WHAT IS REQUIRED: Down to the last line, repeat the entries exactly.

RECORDED DATA:
·····

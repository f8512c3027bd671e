//! Packed little-endian snapshot codec.
//!
//! The layout is a protocol contract shared by the checkpoint file, the
//! full-state wire message, and the bootstrap path:
//!
//! ```text
//! header  magic(4) format_version(4) state_version(8) timestamp(8)
//!         account_count(4) total_supply(8, raw bits)
//!         state_hash(32) prev_hash(32)
//! records account_count × (pubkey(32) balance(8, raw bits) nonce(8))
//! ```

use std::path::Path;

use erg_core::{
    Account, ErgError, StateHash, ACCOUNT_RECORD_LEN, SNAPSHOT_FORMAT_VERSION, SNAPSHOT_HEADER_LEN,
    SNAPSHOT_MAGIC,
};

use crate::engine::State;

impl State {
    pub fn to_snapshot_bytes(&self) -> Vec<u8> {
        let mut buf =
            Vec::with_capacity(SNAPSHOT_HEADER_LEN + self.account_count() * ACCOUNT_RECORD_LEN);
        buf.extend_from_slice(&SNAPSHOT_MAGIC.to_le_bytes());
        buf.extend_from_slice(&SNAPSHOT_FORMAT_VERSION.to_le_bytes());
        buf.extend_from_slice(&self.version().to_le_bytes());
        buf.extend_from_slice(&self.timestamp().to_le_bytes());
        buf.extend_from_slice(&(self.account_count() as u32).to_le_bytes());
        buf.extend_from_slice(&self.total_supply().to_bits().to_le_bytes());
        buf.extend_from_slice(self.state_hash().as_bytes());
        buf.extend_from_slice(self.prev_hash().as_bytes());
        for acc in self.accounts() {
            buf.extend_from_slice(&acc.to_record());
        }
        buf
    }

    /// Decode a snapshot and verify its integrity: magic, format version,
    /// record count, and that the recomputed state hash bit-matches the
    /// stored one. A hash mismatch signals corruption or an attack and is
    /// unconditionally fatal to the load.
    pub fn from_snapshot_bytes(buf: &[u8]) -> Result<Self, ErgError> {
        if buf.len() < SNAPSHOT_HEADER_LEN {
            return Err(ErgError::Serialization(format!(
                "snapshot too short: {} bytes",
                buf.len()
            )));
        }
        let magic = u32::from_le_bytes(buf[0..4].try_into().unwrap());
        if magic != SNAPSHOT_MAGIC {
            return Err(ErgError::Serialization(format!(
                "bad snapshot magic {magic:#010x}"
            )));
        }
        let format = u32::from_le_bytes(buf[4..8].try_into().unwrap());
        if format != SNAPSHOT_FORMAT_VERSION {
            return Err(ErgError::Serialization(format!(
                "unsupported snapshot format {format}"
            )));
        }
        let version = u64::from_le_bytes(buf[8..16].try_into().unwrap());
        let timestamp = u64::from_le_bytes(buf[16..24].try_into().unwrap());
        let count = u32::from_le_bytes(buf[24..28].try_into().unwrap()) as usize;
        let total_supply = f64::from_bits(u64::from_le_bytes(buf[28..36].try_into().unwrap()));
        let mut state_hash = [0u8; 32];
        state_hash.copy_from_slice(&buf[36..68]);
        let mut prev_hash = [0u8; 32];
        prev_hash.copy_from_slice(&buf[68..100]);

        let need = SNAPSHOT_HEADER_LEN + count * ACCOUNT_RECORD_LEN;
        if buf.len() < need {
            return Err(ErgError::Serialization(format!(
                "snapshot truncated: need {need} bytes, have {}",
                buf.len()
            )));
        }

        let mut accounts = Vec::with_capacity(count);
        for i in 0..count {
            let off = SNAPSHOT_HEADER_LEN + i * ACCOUNT_RECORD_LEN;
            accounts.push(Account::from_record(&buf[off..off + ACCOUNT_RECORD_LEN])?);
        }

        let state = State::from_parts(
            version,
            timestamp,
            accounts,
            total_supply,
            StateHash::from_bytes(state_hash),
            StateHash::from_bytes(prev_hash),
        );

        if state.compute_hash() != state.state_hash() {
            return Err(ErgError::ChainMismatch);
        }
        Ok(state)
    }

    pub fn save<P: AsRef<Path>>(&self, path: P) -> Result<(), ErgError> {
        std::fs::write(path, self.to_snapshot_bytes())?;
        Ok(())
    }

    pub fn load<P: AsRef<Path>>(path: P) -> Result<Self, ErgError> {
        let bytes = std::fs::read(path)?;
        Self::from_snapshot_bytes(&bytes)
    }
}
//! erg-node
//!
//! The full-node runtime. Owns the replicated state behind a single writer
//! lock, the WAL, and the consensus engine, and drives the TCP peer
//! protocol: handshake, state/delta sync, transaction relay, rate limiting.
//!
//! Transfer pipeline (the durability contract):
//!   lock → WAL append + fsync → execute → unlock → gossip delta.
//!
//! With sharding enabled, cross-shard transfers additionally run under the
//! consensus-owned lock table; the consensus timer rolls back phase 1 of
//! any transfer whose lock expires before phase 2 commits.

pub mod node;
pub mod shard_exec;

pub use node::{unix_now, Node, NodeConfig, CONSENSUS_FILE};
pub use shard_exec::ShardedExecutor;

·····

SOLVED EXERCISE:
repository f8512c3027bd671e
//! Packed little-endian snapshot codec.
//!
//! The layout is a protocol contract shared by the checkpoint file, the
//! full-state wire message, and the bootstrap path:
//!
//! ```text
//! header  magic(4) format_version(4) state_version(8) timestamp(8)
//!         account_count(4) total_supply(8, raw bits)
//!         state_hash(32) prev_hash(32)
//! records account_count × (pubkey(32) balance(8, raw bits) nonce(8))
//! ```

use std::path::Path;

use erg_core::{
    Account, ErgError, StateHash, ACCOUNT_RECORD_LEN, SNAPSHOT_FORMAT_VERSION, SNAPSHOT_HEADER_LEN,
    SNAPSHOT_MAGIC,
};

use crate::engine::State;

impl State {
    pub fn to_snapshot_bytes(&self) -> Vec<u8> {
        let mut buf =
            Vec::with_capacity(SNAPSHOT_HEADER_LEN + self.account_count() * ACCOUNT_RECORD_LEN);
        buf.extend_from_slice(&SNAPSHOT_MAGIC.to_le_bytes());
        buf.extend_from_slice(&SNAPSHOT_FORMAT_VERSION.to_le_bytes());
        buf.extend_from_slice(&self.version().to_le_bytes());
        buf.extend_from_slice(&self.timestamp().to_le_bytes());
        buf.extend_from_slice(&(self.account_count() as u32).to_le_bytes());
        buf.extend_from_slice(&self.total_supply().to_bits().to_le_bytes());
        buf.extend_from_slice(self.state_hash().as_bytes());
        buf.extend_from_slice(self.prev_hash().as_bytes());
        for acc in self.accounts() {
            buf.extend_from_slice(&acc.to_record());
        }
        buf
    }

    /// Decode a snapshot and verify its integrity: magic, format version,
    /// record count, and that the recomputed state hash bit-matches the
    /// stored one. A hash mismatch signals corruption or an attack and is
    /// unconditionally fatal to the load.
    pub fn from_snapshot_bytes(buf: &[u8]) -> Result<Self, ErgError> {
        if buf.len() < SNAPSHOT_HEADER_LEN {
            return Err(ErgError::Serialization(format!(
                "snapshot too short: {} bytes",
                buf.len()
            )));
        }
        let magic = u32::from_le_bytes(buf[0..4].try_into().unwrap());
        if magic != SNAPSHOT_MAGIC {
            return Err(ErgError::Serialization(format!(
                "bad snapshot magic {magic:#010x}"
            )));
        }
        let format = u32::from_le_bytes(buf[4..8].try_into().unwrap());
        if format != SNAPSHOT_FORMAT_VERSION {
            return Err(ErgError::Serialization(format!(
                "unsupported snapshot format {format}"
            )));
        }
        let version = u64::from_le_bytes(buf[8..16].try_into().unwrap());
        let timestamp = u64::from_le_bytes(buf[16..24].try_into().unwrap());
        let count = u32::from_le_bytes(buf[24..28].try_into().unwrap()) as usize;
        let total_supply = f64::from_bits(u64::from_le_bytes(buf[28..36].try_into().unwrap()));
        let mut state_hash = [0u8; 32];
        state_hash.copy_from_slice(&buf[36..68]);
        let mut prev_hash = [0u8; 32];
        prev_hash.copy_from_slice(&buf[68..100]);

        let need = SNAPSHOT_HEADER_LEN + count * ACCOUNT_RECORD_LEN;
        if buf.len() < need {
            return Err(ErgError::Serialization(format!(
                "snapshot truncated: need {need} bytes, have {}",
                buf.len()
            )));
        }

        let mut accounts = Vec::with_capacity(count);
        for i in 0..count {
            let off = SNAPSHOT_HEADER_LEN + i * ACCOUNT_RECORD_LEN;
            accounts.push(Account::from_record(&buf[off..off + ACCOUNT_RECORD_LEN])?);
        }

        let state = State::from_parts(
            version,
            timestamp,
            accounts,
            total_supply,
            StateHash::from_bytes(state_hash),
            StateHash::from_bytes(prev_hash),
        );

        if state.compute_hash() != state.state_hash() {
            return Err(ErgError::ChainMismatch);
        }
        Ok(state)
    }

    pub fn save<P: AsRef<Path>>(&self, path: P) -> Result<(), ErgError> {
        std::fs::write(path, self.to_snapshot_bytes())?;
        Ok(())
    }

    pub fn load<P: AsRef<Path>>(path: P) -> Result<Self, ErgError> {
        let bytes = std::fs::read(path)?;
        Self::from_snapshot_bytes(&bytes)
    }
}
//! erg-node
//!
//! The full-node runtime. Owns the replicated state behind a single writer
//! lock, the WAL, and the consensus engine, and drives the TCP peer
//! protocol: handshake, state/delta sync, transaction relay, rate limiting.
//!
//! Transfer pipeline (the durability contract):
//!   lock → WAL append + fsync → execute → unlock → gossip delta.
//!
//! With sharding enabled, cross-shard transfers additionally run under the
//! consensus-owned lock table; the consensus timer rolls back phase 1 of
//! any transfer whose lock expires before phase 2 commits.

pub mod node;
pub mod shard_exec;

pub use node::{unix_now, Node, NodeConfig, CONSENSUS_FILE};
pub use shard_exec::ShardedExecutor;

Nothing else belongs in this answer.